Am nächsten Morgen stürme ich die Apotheke, sodass Jim mit wirksameren Dingen versorgt wird. Es geht ihm schnell besser. Kinder bringen solche Sachen ja meistens sehr viel schneller hinter sich als Erwachsene. Nach drei Tagen ist er wieder fit und kann es kaum erwarten in den Kindergarten zu gehen. Wir alle! Diese eine durchwachte Nacht hat mir neben Augenringen und einem schlechten Gewissen auch zwei Erkenntnisse beschert:
Erste Erkenntnis: es ist wieder viel passiert
Lange Zeit konnten wir nicht wissen, ob Jim etwas wehtut oder nicht, weil er es nicht artikulieren konnte. Gebetsmühlenartig habe ich mit ihm Körperteile geübt: wo ist die Nase, wo sind die Zähne, zeig mir deine Knie und so weiter. Vor einigen Monaten hat Jim angefangen, uns zu sagen, wenn er ein Aua hat. Aber wirklich lokalisieren konnte er es nicht. Es war einfach immer alles „aua Bauch“, selbst wenn es woanders wehtat. Zumindest wussten wir dann, dass ihm was wehtut, aber die Suche ging trotzdem weiter.

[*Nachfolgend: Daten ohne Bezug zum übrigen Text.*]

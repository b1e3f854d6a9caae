//! Location assignment
//!
//! A terminal is bound to at most one location. `ROOM` bindings must name
//! a room the hotel actually has; `LOBBY` and `OTHER` identifiers are free
//! text. Resolution happens at assignment time only.

use std::sync::Arc;

use tvf_core::error::RegistryError;
use tvf_core::{LocationBinding, LocationType, RoomDirectory, Terminal, TerminalId};

use crate::registry::TerminalRegistry;

/// Validates and applies location bindings
#[derive(Clone)]
pub struct LocationManager {
    registry: Arc<TerminalRegistry>,
    rooms: Arc<dyn RoomDirectory>,
}

impl LocationManager {
    pub fn new(registry: Arc<TerminalRegistry>, rooms: Arc<dyn RoomDirectory>) -> Self {
        Self { registry, rooms }
    }

    /// Check that a binding refers to a location that exists
    pub async fn resolve(&self, binding: &LocationBinding) -> Result<(), RegistryError> {
        if binding.location_type != LocationType::Room {
            return Ok(());
        }

        match self.rooms.find_room_by_number(&binding.identifier).await? {
            Some(_) => Ok(()),
            None => Err(RegistryError::LocationNotFound {
                location_type: binding.location_type,
                identifier: binding.identifier.clone(),
            }),
        }
    }

    /// Bind a terminal to a location, replacing any previous binding
    pub async fn assign(
        &self,
        id: &TerminalId,
        location_type: LocationType,
        identifier: &str,
    ) -> Result<Terminal, RegistryError> {
        let binding = LocationBinding::new(location_type, identifier)?;
        self.registry.get(id).await?;
        self.resolve(&binding).await?;

        let terminal = self
            .registry
            .set_location(id, Some(binding), tvf_core::time::now())
            .await?;

        if let Some(location) = &terminal.location {
            tracing::info!("Terminal {} assigned to {}", terminal.terminal_code, location);
        }
        Ok(terminal)
    }

    /// Remove a terminal's location binding
    pub async fn clear(&self, id: &TerminalId) -> Result<Terminal, RegistryError> {
        let terminal = self
            .registry
            .set_location(id, None, tvf_core::time::now())
            .await?;
        tracing::info!("Terminal {} location cleared", terminal.terminal_code);
        Ok(terminal)
    }
}

#[cfg(test)]
mod tests {
    use super::*;
    use crate::registry::MemoryStore;
    use crate::rooms::StaticRoomDirectory;
    use chrono::Utc;
    use tvf_core::TerminalSpec;

    async fn setup() -> (LocationManager, Terminal) {
        let registry = Arc::new(TerminalRegistry::new(Arc::new(MemoryStore::new())));
        let terminal = Terminal::from_spec(
            TerminalSpec {
                terminal_code: "STB-101".to_string(),
                ip_address: "10.0.1.101".to_string(),
                mac_address: "AA:BB:CC:00:01:01".to_string(),
                ..Default::default()
            },
            Utc::now(),
        )
        .unwrap();
        let terminal = registry.insert(terminal).await.unwrap();
        let rooms = Arc::new(StaticRoomDirectory::new(["101", "102"]));
        (LocationManager::new(registry, rooms), terminal)
    }

    #[tokio::test]
    async fn test_room_then_lobby_leaves_single_binding() {
        let (manager, terminal) = setup().await;

        let in_room = manager
            .assign(&terminal.id, LocationType::Room, "101")
            .await
            .unwrap();
        assert_eq!(in_room.location_type(), Some(LocationType::Room));

        let in_lobby = manager
            .assign(&terminal.id, LocationType::Lobby, "main")
            .await
            .unwrap();
        let location = in_lobby.location.unwrap();
        assert_eq!(location.location_type, LocationType::Lobby);
        assert_eq!(location.identifier, "main");
    }

    #[tokio::test]
    async fn test_unknown_room_rejected() {
        let (manager, terminal) = setup().await;

        let err = manager
            .assign(&terminal.id, LocationType::Room, "999")
            .await
            .unwrap_err();
        assert!(matches!(err, RegistryError::LocationNotFound { .. }));

        // Free-text locations are not resolved
        manager
            .assign(&terminal.id, LocationType::Other, "pool bar")
            .await
            .unwrap();
    }

    #[tokio::test]
    async fn test_blank_identifier_and_missing_terminal() {
        let (manager, terminal) = setup().await;

        assert!(matches!(
            manager.assign(&terminal.id, LocationType::Lobby, "  ").await,
            Err(RegistryError::Invalid(_))
        ));
        assert!(matches!(
            manager.assign(&TerminalId::new(), LocationType::Room, "101").await,
            Err(RegistryError::TerminalNotFound(_))
        ));
    }

    #[tokio::test]
    async fn test_clear() {
        let (manager, terminal) = setup().await;
        manager
            .assign(&terminal.id, LocationType::Room, "102")
            .await
            .unwrap();

        let cleared = manager.clear(&terminal.id).await.unwrap();
        assert!(cleared.location.is_none());
    }
}
//! Exponential backoff for heartbeat retries

use std::time::Duration;

use tvf_core::config::BackoffConfig;

/// Exponential backoff with jitter
#[derive(Debug, Clone)]
pub struct ExponentialBackoff {
    /// Delay after a reset
    initial: Duration,
    /// Current delay
    current: Duration,
    /// Maximum delay
    max: Duration,
    /// Multiplier
    multiplier: f64,
    /// Jitter factor (0.0 to 1.0)
    jitter: f64,
}

impl ExponentialBackoff {
    /// Create a new backoff from configuration
    pub fn from_config(config: &BackoffConfig) -> Self {
        Self::new(config.initial, config.max, config.multiplier, config.jitter)
    }

    /// Create a new backoff with custom parameters
    pub fn new(initial: Duration, max: Duration, multiplier: f64, jitter: f64) -> Self {
        Self {
            initial,
            current: initial,
            max,
            multiplier: multiplier.max(1.0),
            jitter: if jitter.is_nan() { 0.0 } else { jitter.clamp(0.0, 1.0) },
        }
    }

    /// Get the next delay and advance the backoff
    pub fn next_delay(&mut self) -> Duration {
        let delay = self.current;

        let next = Duration::try_from_secs_f64(self.current.as_secs_f64() * self.multiplier)
            .unwrap_or(self.max);
        self.current = std::cmp::min(next, self.max);

        let jitter_amount = delay.as_secs_f64() * self.jitter * rand::random::<f64>();
        delay + Duration::from_secs_f64(jitter_amount)
    }

    /// Return to the initial delay after a successful delivery
    pub fn reset(&mut self) {
        self.current = self.initial;
    }
}

#[cfg(test)]
mod tests {
    use super::*;

    #[test]
    fn test_backoff_increases() {
        let mut backoff = ExponentialBackoff::new(
            Duration::from_secs(1),
            Duration::from_secs(60),
            2.0,
            0.0, // No jitter for deterministic test
        );

        assert_eq!(backoff.next_delay(), Duration::from_secs(1));
        assert_eq!(backoff.next_delay(), Duration::from_secs(2));
        assert_eq!(backoff.next_delay(), Duration::from_secs(4));
    }

    #[test]
    fn test_backoff_capped_and_reset() {
        let mut backoff =
            ExponentialBackoff::new(Duration::from_secs(30), Duration::from_secs(60), 2.0, 0.0);

        assert_eq!(backoff.next_delay(), Duration::from_secs(30));
        assert_eq!(backoff.next_delay(), Duration::from_secs(60));
        assert_eq!(backoff.next_delay(), Duration::from_secs(60));

        backoff.reset();
        assert_eq!(backoff.next_delay(), Duration::from_secs(30));
    }

    #[test]
    fn test_jitter_bounded() {
        let config = BackoffConfig::default();
        let mut backoff = ExponentialBackoff::from_config(&config);

        for _ in 0..20 {
            let expected = backoff.current;
            let delay = backoff.next_delay();
            assert!(delay >= expected);
            assert!(delay <= expected.mul_f64(1.0 + config.jitter));
        }
    }

    #[test]
    fn test_non_finite_factors_do_not_panic() {
        let mut backoff = ExponentialBackoff::new(
            Duration::from_secs(1),
            Duration::from_secs(10),
            f64::INFINITY,
            f64::NAN,
        );

        assert_eq!(backoff.next_delay(), Duration::from_secs(1));
        assert_eq!(backoff.next_delay(), Duration::from_secs(10));
    }
}
//! Core domain types

use serde::{Deserialize, Serialize};
use std::fmt;
use std::str::FromStr;
use uuid::Uuid;

use crate::error::{InvalidMacAddress, RegistryError};

/// Unique identifier for a terminal, assigned at creation
#[derive(Debug, Clone, Copy, PartialEq, Eq, Hash, PartialOrd, Ord, Serialize, Deserialize)]
#[serde(transparent)]
pub struct TerminalId(Uuid);

impl TerminalId {
    /// Generate a fresh random ID
    pub fn new() -> Self {
        Self(Uuid::new_v4())
    }
}

impl Default for TerminalId {
    fn default() -> Self {
        Self::new()
    }
}

impl fmt::Display for TerminalId {
    fn fmt(&self, f: &mut fmt::Formatter<'_>) -> fmt::Result {
        write!(f, "{}", self.0)
    }
}

impl FromStr for TerminalId {
    type Err = uuid::Error;

    fn from_str(s: &str) -> Result<Self, Self::Err> {
        Uuid::parse_str(s.trim()).map(Self)
    }
}

impl From<Uuid> for TerminalId {
    fn from(id: Uuid) -> Self {
        Self(id)
    }
}

/// Normalized hardware address (`AA:BB:CC:DD:EE:FF`)
///
/// Parsing accepts colon, dash or dot separators (or none) in any case,
/// so two spellings of the same address always compare equal.
#[derive(Debug, Clone, PartialEq, Eq, Hash, Serialize, Deserialize)]
#[serde(try_from = "String", into = "String")]
pub struct MacAddress(String);

impl MacAddress {
    /// Parse and normalize a MAC address
    pub fn parse(raw: &str) -> Result<Self, InvalidMacAddress> {
        let hex: String = raw
            .chars()
            .filter(|c| !matches!(c, ':' | '-' | '.') && !c.is_whitespace())
            .collect();

        if hex.len() != 12 || !hex.chars().all(|c| c.is_ascii_hexdigit()) {
            return Err(InvalidMacAddress(raw.to_string()));
        }

        let upper = hex.to_ascii_uppercase();
        let octets: Vec<&str> = (0..6).map(|i| &upper[i * 2..i * 2 + 2]).collect();
        Ok(Self(octets.join(":")))
    }

    /// Normalized string form
    pub fn as_str(&self) -> &str {
        &self.0
    }
}

impl fmt::Display for MacAddress {
    fn fmt(&self, f: &mut fmt::Formatter<'_>) -> fmt::Result {
        write!(f, "{}", self.0)
    }
}

impl FromStr for MacAddress {
    type Err = InvalidMacAddress;

    fn from_str(s: &str) -> Result<Self, Self::Err> {
        Self::parse(s)
    }
}

impl TryFrom<String> for MacAddress {
    type Error = InvalidMacAddress;

    fn try_from(s: String) -> Result<Self, Self::Error> {
        Self::parse(&s)
    }
}

impl From<MacAddress> for String {
    fn from(mac: MacAddress) -> Self {
        mac.0
    }
}

/// Kind of physical location a terminal is installed at
#[derive(Debug, Clone, Copy, PartialEq, Eq, Hash, Serialize, Deserialize)]
#[serde(rename_all = "SCREAMING_SNAKE_CASE")]
pub enum LocationType {
    /// Guest room, identified by room number
    Room,
    /// Lobby or reception area
    Lobby,
    /// Any other named place
    Other,
}

impl fmt::Display for LocationType {
    fn fmt(&self, f: &mut fmt::Formatter<'_>) -> fmt::Result {
        match self {
            LocationType::Room => write!(f, "ROOM"),
            LocationType::Lobby => write!(f, "LOBBY"),
            LocationType::Other => write!(f, "OTHER"),
        }
    }
}

impl FromStr for LocationType {
    type Err = RegistryError;

    fn from_str(s: &str) -> Result<Self, Self::Err> {
        match s.trim().to_ascii_uppercase().as_str() {
            "ROOM" => Ok(LocationType::Room),
            "LOBBY" => Ok(LocationType::Lobby),
            "OTHER" => Ok(LocationType::Other),
            other => Err(RegistryError::Invalid(format!(
                "unknown location type {:?}",
                other
            ))),
        }
    }
}

/// The single location a terminal is bound to
#[derive(Debug, Clone, PartialEq, Eq, Serialize, Deserialize)]
pub struct LocationBinding {
    #[serde(rename = "locationType")]
    pub location_type: LocationType,
    #[serde(rename = "locationIdentifier")]
    pub identifier: String,
}

impl LocationBinding {
    /// Build a binding, rejecting blank identifiers
    pub fn new(
        location_type: LocationType,
        identifier: impl Into<String>,
    ) -> Result<Self, RegistryError> {
        let identifier = identifier.into().trim().to_string();
        if identifier.is_empty() {
            return Err(RegistryError::Invalid(
                "locationIdentifier must not be empty".to_string(),
            ));
        }
        Ok(Self {
            location_type,
            identifier,
        })
    }

    /// Build an optional binding from its two request fields.
    ///
    /// Both must be present or both absent.
    pub fn from_parts(
        location_type: Option<LocationType>,
        identifier: Option<&str>,
    ) -> Result<Option<Self>, RegistryError> {
        match (location_type, identifier) {
            (None, None) => Ok(None),
            (Some(location_type), Some(identifier)) => {
                Self::new(location_type, identifier).map(Some)
            }
            _ => Err(RegistryError::Invalid(
                "locationType and locationIdentifier must be given together".to_string(),
            )),
        }
    }
}

impl fmt::Display for LocationBinding {
    fn fmt(&self, f: &mut fmt::Formatter<'_>) -> fmt::Result {
        write!(f, "{} {}", self.location_type, self.identifier)
    }
}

Die Tatsache, dass Jim mit „aua Ohren“ nachts in unserem Schlafzimmer stand, ist großartig! Denn es war das erste Mal, dass er ganz gezielt sagen konnte, wo es ihm wehtut. Zum einen zeigt es, dass Jim in seiner Kommunikation einen Riesenschritt gemacht hat. Zum anderen hat sich auch eine Menge in seiner Wahrnehmung getan. Er konnte den Schmerz lokalisieren. Und dann hat er beides zusammen gebracht. Ich kann gar nicht oft genug sagen, wie unfassbar hilfreich das für uns ist. Freud’ und Leid liegen eben oft nah beieinander.
Zweite Erkenntnis: gut gemeint ist nicht immer gut
Die zweite Erkenntnis ist eher eine Selbstreflexion. Während ich so da liege mit Zwiebelgeruch in der Nase und dem viel zu warmen Fieberknäuel neben mir, höre ich mich also andauernd sagen „gleich wird’s besser!“. Und auf einmal katapultiert es mich fünf Jahre zurück. In den Kreißsaal. Immer dann, wenn die Wehen ihren absoluten Höhepunkt erreicht haben, höre ich Ollie oder die Hebamme sagen „gleich wird’s wieder besser, es ist gleich vorbei!“. Und immer in genau diesem Moment wünsche ich mir, ich könnte mich bewegen, um die beiden am Kragen zu packen und ihnen ein saftiges „haltet doch mal die Klappe!“ ins Gesicht zu brüllen. Kann ich aber nicht, ich kann nur sehr konzentriert atmen und vor mich hin wimmern. Eine reichlich seltsame Erinnerung. Und so stelle ich mir vor, dass Jim genau dieses Bild im Kopf hat: wie er mich am Kragen packt und mit kräftiger Stimme sagt „Mama, halt doch mal die Klappe!“ Ich muss mir diesen beknackten Satz dringend abgewöhnen, er ist wenig hilfreich. Tatsächlich hilft er – wie so oft – nur der Person, die ihn sagt.